Occur either during phase 2 or phase 3, and more likely to occur in conditions that prolong the QT interval. What ions are responsible depends on the membrane voltage when the event’s triggered: In phase 2 the upstroke is most likely due to Ca2+ channels as all the voltage gated Na channels will be refractory, in phase 3 voltage gated Na channels could most likely cause the upstroke (as more will recover during the repolarisation of the membrane that occurs during phase 3).
This can evoke single or sustained trains of action potentials (refer to same slide).

34
Q

Define and graph delayed afterdepolarisation.

A

For graph, refer to slide 2 in extra slideshow “Treatment of Dys Annotated”

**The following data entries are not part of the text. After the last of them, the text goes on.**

/// Frame clock for the render-driven loop
///
/// The stage advances exactly one tick per rendered frame. There is no
/// fixed timestep, so animation speed follows the display refresh rate; the
/// clock only numbers ticks and keeps a rolling FPS estimate for the log.
use std::collections::VecDeque;
use std::time::{Duration, Instant};

/// Frames averaged into the FPS estimate
const FPS_WINDOW_SIZE: usize = 60;

/// Frames between FPS estimate refreshes
const FPS_REFRESH_INTERVAL: u64 = 10;

/// Frames between FPS log lines
const FPS_LOG_INTERVAL: u64 = 600;

pub struct FrameClock {
    last_frame: Instant,

    /// Most recent frame durations, oldest first
    window: VecDeque<Duration>,
    /// Sum of `window`
    window_total: Duration,

    ticks: u64,
    fps: f32,
}

impl FrameClock {
    pub fn new() -> Self {
        Self {
            last_frame: Instant::now(),
            window: VecDeque::with_capacity(FPS_WINDOW_SIZE),
            window_total: Duration::ZERO,
            ticks: 0,
            fps: 0.0,
        }
    }

    /// Start a frame and return its tick number, counting from 1
    pub fn begin_frame(&mut self) -> u64 {
        let now = Instant::now();
        let frame_time = now.duration_since(self.last_frame);
        self.last_frame = now;

        self.record(frame_time);
        if self.ticks % FPS_LOG_INTERVAL == 0 {
            log::debug!("Tick {}: {:.1} FPS", self.ticks, self.fps);
        }
        self.ticks
    }

    fn record(&mut self, frame_time: Duration) {
        self.ticks += 1;

        if self.window.len() == FPS_WINDOW_SIZE {
            if let Some(oldest) = self.window.pop_front() {
                self.window_total -= oldest;
            }
        }
        self.window.push_back(frame_time);
        self.window_total += frame_time;

        if self.ticks % FPS_REFRESH_INTERVAL == 0 {
            let average = self.window_total.as_secs_f32() / self.window.len() as f32;
            self.fps = if average > 0.0 { 1.0 / average } else { 0.0 };
        }
    }

    /// Rolling average over the last 60 frames, refreshed every 10 frames
    pub fn fps(&self) -> f32 {
        self.fps
    }

    /// Ticks (and therefore frames) so far
    pub fn ticks(&self) -> u64 {
        self.ticks
    }
}

impl Default for FrameClock {
    fn default() -> Self {
        Self::new()
    }
}
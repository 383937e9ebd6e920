// Character asset bundle: metadata plus one sprite sheet per state
//
// Layout on disk:
//   characters/<name>/data.json
//   characters/<name>/idle.png
//   characters/<name>/move_state.png   (staged locomotion only)
//   characters/<name>/move.png

use std::thread;

use image::DynamicImage;
use log::info;

use super::data::CharacterData;
use super::state::{CharacterState, Locomotion};
use crate::engine::assets::{AssetError, AssetLoader};

/// Directory holding one subdirectory per character
pub const CHARACTER_DIR: &str = "characters";
/// Metadata file inside each character directory
pub const METADATA_FILE: &str = "data.json";

/// Decoded sprite sheets, not yet on the GPU
#[derive(Debug, Clone)]
pub struct BundleImages {
    pub idle: DynamicImage,
    pub wind_up: Option<DynamicImage>,
    pub moving: DynamicImage,
}

/// Everything needed to construct one character
#[derive(Debug, Clone)]
pub struct CharacterBundle {
    pub name: String,
    pub data: CharacterData,
    pub images: BundleImages,
}

impl CharacterBundle {
    /// Load and validate a character bundle
    ///
    /// The sprite sheets are decoded concurrently and joined before the
    /// bundle is returned.
    pub fn load(
        loader: &AssetLoader,
        name: &str,
        locomotion: Locomotion,
    ) -> Result<Self, AssetError> {
        let dir = loader.scoped(&format!("{}/{}", CHARACTER_DIR, name));

        let data: CharacterData = dir.load_json(METADATA_FILE)?;
        data.validate(locomotion)?;

        let wants_wind_up = locomotion == Locomotion::Staged;
        let images = thread::scope(|scope| {
            let idle = scope.spawn(|| dir.load_image(&sheet_name(CharacterState::Idle)));
            let moving = scope.spawn(|| dir.load_image(&sheet_name(CharacterState::Move)));
            let wind_up = wants_wind_up
                .then(|| scope.spawn(|| dir.load_image(&sheet_name(CharacterState::WindUp))));

            Ok::<_, AssetError>(BundleImages {
                idle: join_decode(idle)?,
                wind_up: wind_up.map(join_decode).transpose()?,
                moving: join_decode(moving)?,
            })
        })?;

        check_sheet(&data, CharacterState::Idle, &images.idle)?;
        check_sheet(&data, CharacterState::Move, &images.moving)?;
        if let Some(wind_up) = &images.wind_up {
            check_sheet(&data, CharacterState::WindUp, wind_up)?;
        }

        info!(
            "Loaded character bundle '{}' ({} sheets)",
            name,
            if images.wind_up.is_some() { 3 } else { 2 }
        );

        Ok(Self {
            name: name.to_string(),
            data,
            images,
        })
    }
}

/// File name of the sprite sheet for a state
pub fn sheet_name(state: CharacterState) -> String {
    format!("{}.png", state.animation_name())
}

/// Every frame of the state's clip must lie inside its sheet
fn check_sheet(
    data: &CharacterData,
    state: CharacterState,
    sheet: &DynamicImage,
) -> Result<(), AssetError> {
    let invalid = |reason| AssetError::InvalidClip {
        state: state.animation_name(),
        reason,
    };
    let clip = data.clip(state);

    match clip.frames.checked_mul(clip.frame_width) {
        Some(strip_width) if strip_width <= sheet.width() => {}
        _ => return Err(invalid("frames run past the sheet width")),
    }
    if clip.frame_height > sheet.height() {
        return Err(invalid("frame height exceeds the sheet height"));
    }
    Ok(())
}

fn join_decode(
    handle: thread::ScopedJoinHandle<'_, Result<DynamicImage, AssetError>>,
) -> Result<DynamicImage, AssetError> {
    handle
        .join()
        .map_err(|_| AssetError::LoadError("image decode task panicked".to_string()))?
}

Occur shortly after repolarisation is complete, usually due to high intracellular calcium concentrations that drive chloride currents or affect the activity of the NCX (sodium-calcium exchanger affected by digoxin) and cause a depolarisation event (see arrowed “hump”). If the magnitude of that “hump” is great enough, then it can breach the threshold required to recruit voltage-gated Na channels and trigger depolarisation.
This can evoke single or sustained trains of action potentials (refer to same slide).